Today we are going to build a basic recommender system based on a Last.fm dataset available at GroupLens on behalf of Lab41. The dataset, obtained from LastFM in 2011, contains the play counts of 17,632 artists by 1,892 users.

Our agenda is as follows:

  • Examine the data we are working with by performing initial Exploratory Data Analysis (EDA)
  • Build a couple versions of a basic collaborative recommender system:
  • K Nearest Neighbors in sci-kit learn
  • Item Similarity Recommender in TuriCreate
  • Assess results
  • Respond to questions on the project including areas for improvement

In addition to this README containing general information on the project, our project consists of the following notebooks:

  • (01) Collaborative Filter using scikit-learn and TuriCreate (main project submission)
  • Appendices of preliminary EDA/topic modeling of user/artist tags for content-based filter:
  • (A01) Using scikit-learn's K Means Clustering and t-SNE
  • (A02) LDA using pyLDAvis

Adding content-based features from metadata, such as artist tags by users, is a key area of further work to build upon this analysis.

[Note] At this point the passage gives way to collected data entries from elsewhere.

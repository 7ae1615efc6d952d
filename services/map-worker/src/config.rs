//! Worker configuration.
//!
//! Loaded from a YAML file when one is given, otherwise from environment
//! variables. Every client the worker uses is built from here.

use anyhow::{bail, Context, Result};
use serde::{Deserialize, Serialize};
use std::env;
use std::path::{Path, PathBuf};
use std::sync::Arc;
use std::time::Duration;
use tracing::info;

use geodesy::{BoundaryIndex, Gazetteer, NoGazetteer};
use renderer::RendererConfig;
use storage::{
    CacheStore, FlagStore, MemoryCache, MemoryFlagStore, ObjectStorage, ObjectStorageConfig,
    RedisCache, RedisFlagStore, VariantCache,
};

#[derive(Debug, Clone, Copy, Default, PartialEq, Eq, Serialize, Deserialize)]
#[serde(rename_all = "lowercase")]
pub enum BlobBackend {
    S3,
    #[default]
    Local,
    Memory,
}

#[derive(Debug, Clone, Copy, Default, PartialEq, Eq, Serialize, Deserialize)]
#[serde(rename_all = "lowercase")]
pub enum CacheBackend {
    #[default]
    Memory,
    Redis,
}

fn parse_backend<T: for<'de> Deserialize<'de>>(name: &str, value: &str) -> Result<T> {
    serde_yaml::from_str(&value.to_lowercase())
        .with_context(|| format!("{} has unknown value '{}'", name, value))
}

/// Variant cache settings.
#[derive(Debug, Clone, Serialize, Deserialize)]
#[serde(default)]
pub struct CacheConfig {
    pub backend: CacheBackend,
    pub redis_url: String,
    /// Upper bound for the in-process cache
    pub memory_limit_mb: usize,
    pub ttl_days: u64,
}

impl Default for CacheConfig {
    fn default() -> Self {
        Self {
            backend: CacheBackend::Memory,
            redis_url: "redis://redis:6379".to_string(),
            memory_limit_mb: 256,
            ttl_days: 31,
        }
    }
}

const SECS_PER_DAY: u64 = 24 * 60 * 60;

impl CacheConfig {
    pub fn ttl(&self) -> Result<Duration> {
        self.ttl_days
            .checked_mul(SECS_PER_DAY)
            .map(Duration::from_secs)
            .with_context(|| format!("cache ttl of {} days is out of range", self.ttl_days))
    }
}

#[derive(Debug, Clone, Serialize, Deserialize)]
#[serde(default)]
pub struct WorkerConfig {
    pub blob_backend: BlobBackend,
    /// Used when `blob_backend` is `s3`
    pub storage: ObjectStorageConfig,
    /// Used when `blob_backend` is `local`
    pub local_blob_dir: PathBuf,
    pub cache: CacheConfig,
    pub renderer: RendererConfig,
    /// Boundary dataset for timezone lookups; without one every route is UTC
    pub gazetteer_path: Option<PathBuf>,
    pub warm_concurrency: usize,
}

impl Default for WorkerConfig {
    fn default() -> Self {
        Self {
            blob_backend: BlobBackend::Local,
            storage: ObjectStorageConfig::default(),
            local_blob_dir: PathBuf::from("data/blobs"),
            cache: CacheConfig::default(),
            renderer: RendererConfig::default(),
            gazetteer_path: None,
            warm_concurrency: 4,
        }
    }
}

impl WorkerConfig {
    pub fn from_yaml_file<P: AsRef<Path>>(path: P) -> Result<Self> {
        let path = path.as_ref();
        let contents = std::fs::read_to_string(path)
            .with_context(|| format!("Failed to read config {}", path.display()))?;
        serde_yaml::from_str(&contents)
            .with_context(|| format!("Failed to parse config {}", path.display()))
    }

    pub fn from_env() -> Result<Self> {
        Self::from_lookup(|key| env::var(key).ok())
    }

    /// Build from an environment-like lookup; unset keys keep their defaults.
    pub fn from_lookup<F>(lookup: F) -> Result<Self>
    where
        F: Fn(&str) -> Option<String>,
    {
        let mut config = Self::default();

        if let Some(v) = lookup("BLOB_BACKEND") {
            config.blob_backend = parse_backend("BLOB_BACKEND", &v)?;
        }
        if let Some(v) = lookup("LOCAL_BLOB_DIR") {
            config.local_blob_dir = PathBuf::from(v);
        }

        let storage = &mut config.storage;
        if let Some(v) = lookup("S3_ENDPOINT") {
            storage.endpoint = v;
        }
        if let Some(v) = lookup("S3_BUCKET") {
            storage.bucket = v;
        }
        if let Some(v) = lookup("S3_ACCESS_KEY") {
            storage.access_key_id = v;
        }
        if let Some(v) = lookup("S3_SECRET_KEY") {
            storage.secret_access_key = v;
        }
        if let Some(v) = lookup("S3_REGION") {
            storage.region = v;
        }
        if let Some(v) = lookup("S3_ALLOW_HTTP") {
            storage.allow_http = v == "true";
        }

        if let Some(v) = lookup("CACHE_BACKEND") {
            config.cache.backend = parse_backend("CACHE_BACKEND", &v)?;
        }
        if let Some(v) = lookup("REDIS_URL") {
            config.cache.redis_url = v;
        }
        if let Some(v) = lookup("CACHE_MEMORY_MB") {
            config.cache.memory_limit_mb = v.parse().context("CACHE_MEMORY_MB must be an integer")?;
        }
        if let Some(v) = lookup("CACHE_TTL_DAYS") {
            config.cache.ttl_days = v.parse().context("CACHE_TTL_DAYS must be an integer")?;
        }

        if let Some(v) = lookup("RENDERER_PROGRAM") {
            config.renderer.program = v;
        }
        if let Some(v) = lookup("RENDERER_SCRIPT") {
            config.renderer.script = if v.is_empty() { None } else { Some(PathBuf::from(v)) };
        }
        if let Some(v) = lookup("RENDERER_TIMEOUT_SECS") {
            config.renderer.timeout_secs = v
                .parse()
                .context("RENDERER_TIMEOUT_SECS must be an integer")?;
        }

        config.gazetteer_path = lookup("GAZETTEER_PATH").map(PathBuf::from);
        if let Some(v) = lookup("WARM_CONCURRENCY") {
            config.warm_concurrency = v.parse().context("WARM_CONCURRENCY must be an integer")?;
        }

        config.validate()?;
        Ok(config)
    }

    pub fn validate(&self) -> Result<()> {
        if self.renderer.timeout_secs == 0 {
            bail!("renderer timeout must be at least one second");
        }
        if self.warm_concurrency == 0 {
            bail!("warm concurrency must be at least 1");
        }
        self.cache.ttl()?;
        Ok(())
    }

    pub fn blob_store(&self) -> Result<ObjectStorage> {
        let store = match self.blob_backend {
            BlobBackend::S3 => ObjectStorage::new(&self.storage)?,
            BlobBackend::Local => ObjectStorage::local(&self.local_blob_dir)?,
            BlobBackend::Memory => ObjectStorage::in_memory(),
        };
        info!(backend = ?self.blob_backend, bucket = %store.bucket(), "Blob store ready");
        Ok(store)
    }

    /// Variant cache and flag store; both live in the same backend.
    pub async fn cache_and_flags(&self) -> Result<(VariantCache, Arc<dyn FlagStore>)> {
        let (store, flags) = match self.cache.backend {
            CacheBackend::Memory => {
                let store: Arc<dyn CacheStore> =
                    Arc::new(MemoryCache::new(self.cache.memory_limit_mb));
                let flags: Arc<dyn FlagStore> = Arc::new(MemoryFlagStore::new());
                (store, flags)
            }
            CacheBackend::Redis => {
                let redis = RedisCache::connect(&self.cache.redis_url)
                    .await
                    .context("Failed to connect to Redis")?;
                let flags: Arc<dyn FlagStore> = Arc::new(RedisFlagStore::new(redis.clone()));
                let store: Arc<dyn CacheStore> = Arc::new(redis);
                (store, flags)
            }
        };
        let ttl = self.cache.ttl()?;
        info!(backend = ?self.cache.backend, ttl_days = self.cache.ttl_days, "Variant cache ready");
        Ok((VariantCache::new(store).with_ttl(ttl), flags))
    }

    pub fn gazetteer(&self) -> Result<Arc<dyn Gazetteer>> {
        match &self.gazetteer_path {
            Some(path) => {
                let index = BoundaryIndex::load(path)
                    .with_context(|| format!("Failed to load gazetteer {}", path.display()))?;
                Ok(Arc::new(index))
            }
            None => Ok(Arc::new(NoGazetteer)),
        }
    }
}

What is a recommender system?

A recommender system, also known as a recommendation engine or simply recommender, exists in several forms:

  • A content-based recommender recommends based on history of similar items purchased, viewed or interacted with in the past.

  • A collaborative recommender recommends based on usage trends of similar users. For instance, if Alice and Bob like movies X, Y and Z, and you like movies X and Y, you may be recommended movie Z. Or, if people who listen to the Beatles and the Rolling Stones also typically play Bob Dylan, then when you input the Beatles into a recommender system, Bob Dylan may be a valid recommendation.

  • A hybrid recommender utilizes features of both content-based and collaborative recommenders in an aim to improve quality of results. Amazon may recommend a stereo speaker to you based on your viewing history of sound systems (content-based filtering) as well as on your website usage behavior similar to other users of the Amazon platform (collaborative filtering).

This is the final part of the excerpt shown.